The Grand Canal Way is an informal linear park along the canal that typifies canal technology. The Grand Canal itself was built in the 19th Century. The engineers designed many of their own tools and machinery for the project: loading cranes, winches and pumps.
The abundance of workers initially available was adversely decimated by the Great Famine and emigration. It was used primarily to transport porter barrels, via an artery, from Guinness’s brewery (now filled in and carrying the Luas rapid rail- red line).
The original cause of my almost falling into the canal was the path being narrow and in need of repair and possibly, but only possibly, our mutual expansive girth. But who to blame?
‘Not many people know,’ interjected my egotistical friend, ‘that the Grand Canal in Dublin, she that runs 144km from Ringsend south of Dublin city to the Shannon in the west of Ireland through twelve locks, is administered from the Six Counties!’
It was one of the clever concessions Republicans made during the Belfast Agreement, apparently. It is now administered by one of the six (at the time of writing) North/South Implementation Bodies established under the ‘British Irish Agreement in 1999’ -according to Waterways Ireland, or, better known to the rest of us, as the Belfast Agreement/ Good Friday Agreement (even, the Stormont Agreement!) but not as the British Irish Agreement.
Thus I discovered that the headquarters for Waterways Ireland (WI) is in Enniskillen (in the Six Counties), with regional offices located in Carrick-on-Shannon, Scarriff and Dublin.
Waterways Ireland is responsible for the maintenance, management, development and restoration of inland navigable waterways, principally for recreational purposes. WI’s remit are the Barrow Navigation, the Erne System, the Lower Bann, the Royal Canal, the Shannon-Erne Waterway, the Shannon Navigation, and of relevance to us in this particular discourse, the Grand Canal. Imparting all this information had my friend’s swollen ego near bursting his head.
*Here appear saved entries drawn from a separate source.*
use serde::{Deserialize, Serialize};

use crate::*;

/// Grid dimensions and mine count for one game.
#[derive(Copy, Clone, Debug, PartialEq, Eq, Serialize, Deserialize)]
pub struct Difficulty {
    pub mine_count: CellCount,
    pub width: Coord,
    pub height: Coord,
}

impl Difficulty {
    pub const EASY: Self = Self::new_unchecked(10, 8, 8);
    pub const INTERMEDIATE: Self = Self::new_unchecked(40, 16, 16);
    pub const EXPERT: Self = Self::new_unchecked(99, 30, 16);

    pub const fn new_unchecked(mine_count: CellCount, width: Coord, height: Coord) -> Self {
        Self {
            mine_count,
            width,
            height,
        }
    }

    pub fn new(mine_count: CellCount, width: Coord, height: Coord) -> Result<Self> {
        let difficulty = Self::new_unchecked(mine_count, width, height);
        difficulty.validate()?;
        Ok(difficulty)
    }

    /// Checks a difficulty that did not go through [`Difficulty::new`], e.g.
    /// one loaded from a settings file.
    pub fn validate(&self) -> Result<()> {
        if self.width == 0 || self.height == 0 {
            return Err(GridError::InvalidSize);
        }
        if self.mine_count > self.total_cells() {
            return Err(GridError::InvalidMineCount);
        }
        Ok(())
    }

    pub const fn size(&self) -> Coord2 {
        (self.width, self.height)
    }

    pub const fn total_cells(&self) -> CellCount {
        mult(self.width, self.height)
    }
}

impl Default for Difficulty {
    fn default() -> Self {
        Self::EASY
    }
}

/// Presets offered to the player.
#[derive(Copy, Clone, Debug, PartialEq, Eq, Hash, Serialize, Deserialize)]
pub enum DifficultyLevel {
    Easy,
    Intermediate,
    Expert,
}

impl DifficultyLevel {
    pub const ALL: [Self; 3] = [Self::Easy, Self::Intermediate, Self::Expert];

    pub const fn difficulty(self) -> Difficulty {
        match self {
            Self::Easy => Difficulty::EASY,
            Self::Intermediate => Difficulty::INTERMEDIATE,
            Self::Expert => Difficulty::EXPERT,
        }
    }

    pub const fn label(self) -> &'static str {
        match self {
            Self::Easy => "Easy",
            Self::Intermediate => "Intermediate",
            Self::Expert => "Expert",
        }
    }
}

impl Default for DifficultyLevel {
    fn default() -> Self {
        Self::Easy
    }
}

impl From<DifficultyLevel> for Difficulty {
    fn from(level: DifficultyLevel) -> Self {
        level.difficulty()
    }
}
So, had we discovered the culprits responsible for the path’s disrepair and my almost drowning? Alas no. A twist viz this recent interesting exchange in Stormont (the parliament in Northern Ireland).
Sammy Wilson [Democratic Unionist Party-DUP]: ‘Looking through the list of capital projects, I see lock gates on the Shannon, bridge repairs on the Grand canal, enhancements of the Grand canal towpath, the Shannon Blueway and the multi-activity trail at Carrick-on-Shannon. Nearly every one of these projects is in the Irish Republic. Does the Minister see her role as fighting for projects in Northern Ireland or simply sitting there, handing over our money for projects in the Irish Republic?’
Further discourse informed all that that waterways capital projects in each jurisdiction are paid for by the government of that jurisdiction. So, NI money is not spent on capital projects in the republic. But, by the way, I wonder what Sammy thinks about the recent €1 million budgetary cutback for Waterways Ireland?
All this outs the real culprits for my almost Death by Swans- the Irish government.